Dataset entries
----------
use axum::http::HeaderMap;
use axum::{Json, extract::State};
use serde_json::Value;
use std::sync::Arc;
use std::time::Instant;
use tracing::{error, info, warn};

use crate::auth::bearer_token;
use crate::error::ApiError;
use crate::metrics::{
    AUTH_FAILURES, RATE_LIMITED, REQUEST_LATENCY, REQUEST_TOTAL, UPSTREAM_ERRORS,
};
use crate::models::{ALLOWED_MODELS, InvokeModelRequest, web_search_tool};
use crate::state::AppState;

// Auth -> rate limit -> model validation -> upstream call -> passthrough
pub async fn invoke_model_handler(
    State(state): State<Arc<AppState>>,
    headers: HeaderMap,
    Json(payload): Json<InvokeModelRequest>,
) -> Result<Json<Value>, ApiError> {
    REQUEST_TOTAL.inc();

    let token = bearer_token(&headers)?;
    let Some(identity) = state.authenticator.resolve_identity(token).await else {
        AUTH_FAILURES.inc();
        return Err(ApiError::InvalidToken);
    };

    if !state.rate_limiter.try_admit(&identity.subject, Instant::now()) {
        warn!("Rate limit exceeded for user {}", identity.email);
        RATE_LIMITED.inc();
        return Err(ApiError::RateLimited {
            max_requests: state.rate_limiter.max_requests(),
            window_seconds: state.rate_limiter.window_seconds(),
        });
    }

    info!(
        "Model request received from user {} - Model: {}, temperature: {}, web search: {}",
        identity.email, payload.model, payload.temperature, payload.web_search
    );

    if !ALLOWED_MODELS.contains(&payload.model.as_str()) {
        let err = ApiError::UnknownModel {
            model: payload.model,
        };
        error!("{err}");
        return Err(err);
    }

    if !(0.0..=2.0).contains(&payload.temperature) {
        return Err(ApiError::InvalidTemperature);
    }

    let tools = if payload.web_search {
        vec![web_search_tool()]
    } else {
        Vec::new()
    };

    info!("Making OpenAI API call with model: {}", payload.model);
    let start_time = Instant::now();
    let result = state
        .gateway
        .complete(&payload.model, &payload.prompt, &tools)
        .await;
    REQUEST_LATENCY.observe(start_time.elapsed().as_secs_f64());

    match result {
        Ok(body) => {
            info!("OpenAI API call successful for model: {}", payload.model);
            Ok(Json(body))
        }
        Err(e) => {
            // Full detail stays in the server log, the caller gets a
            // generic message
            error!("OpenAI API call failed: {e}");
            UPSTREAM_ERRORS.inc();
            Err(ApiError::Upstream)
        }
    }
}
----------
Exactly as given, repeat each line above.

use axum::http::HeaderMap;
use axum::{Json, extract::State};
use serde_json::Value;
use std::sync::Arc;
use std::time::Instant;
use tracing::{error, info, warn};

use crate::auth::bearer_token;
use crate::error::ApiError;
use crate::metrics::{
    AUTH_FAILURES, RATE_LIMITED, REQUEST_LATENCY, REQUEST_TOTAL, UPSTREAM_ERRORS,
};
use crate::models::{ALLOWED_MODELS, InvokeModelRequest, web_search_tool};
use crate::state::AppState;

// Auth -> rate limit -> model validation -> upstream call -> passthrough
pub async fn invoke_model_handler(
    State(state): State<Arc<AppState>>,
    headers: HeaderMap,
    Json(payload): Json<InvokeModelRequest>,
) -> Result<Json<Value>, ApiError> {
    REQUEST_TOTAL.inc();

    let token = bearer_token(&headers)?;
    let Some(identity) = state.authenticator.resolve_identity(token).await else {
        AUTH_FAILURES.inc();
        return Err(ApiError::InvalidToken);
    };

    if !state.rate_limiter.try_admit(&identity.subject, Instant::now()) {
        warn!("Rate limit exceeded for user {}", identity.email);
        RATE_LIMITED.inc();
        return Err(ApiError::RateLimited {
            max_requests: state.rate_limiter.max_requests(),
            window_seconds: state.rate_limiter.window_seconds(),
        });
    }

    info!(
        "Model request received from user {} - Model: {}, temperature: {}, web search: {}",
        identity.email, payload.model, payload.temperature, payload.web_search
    );

    if !ALLOWED_MODELS.contains(&payload.model.as_str()) {
        let err = ApiError::UnknownModel {
            model: payload.model,
        };
        error!("{err}");
        return Err(err);
    }

    if !(0.0..=2.0).contains(&payload.temperature) {
        return Err(ApiError::InvalidTemperature);
    }

    let tools = if payload.web_search {
        vec![web_search_tool()]
    } else {
        Vec::new()
    };

    info!("Making OpenAI API call with model: {}", payload.model);
    let start_time = Instant::now();
    let result = state
        .gateway
        .complete(&payload.model, &payload.prompt, &tools)
        .await;
    REQUEST_LATENCY.observe(start_time.elapsed().as_secs_f64());

    match result {
        Ok(body) => {
            info!("OpenAI API call successful for model: {}", payload.model);
            Ok(Json(body))
        }
        Err(e) => {
            // Full detail stays in the server log, the caller gets a
            // generic message
            error!("OpenAI API call failed: {e}");
            UPSTREAM_ERRORS.inc();
            Err(ApiError::Upstream)
        }
    }
}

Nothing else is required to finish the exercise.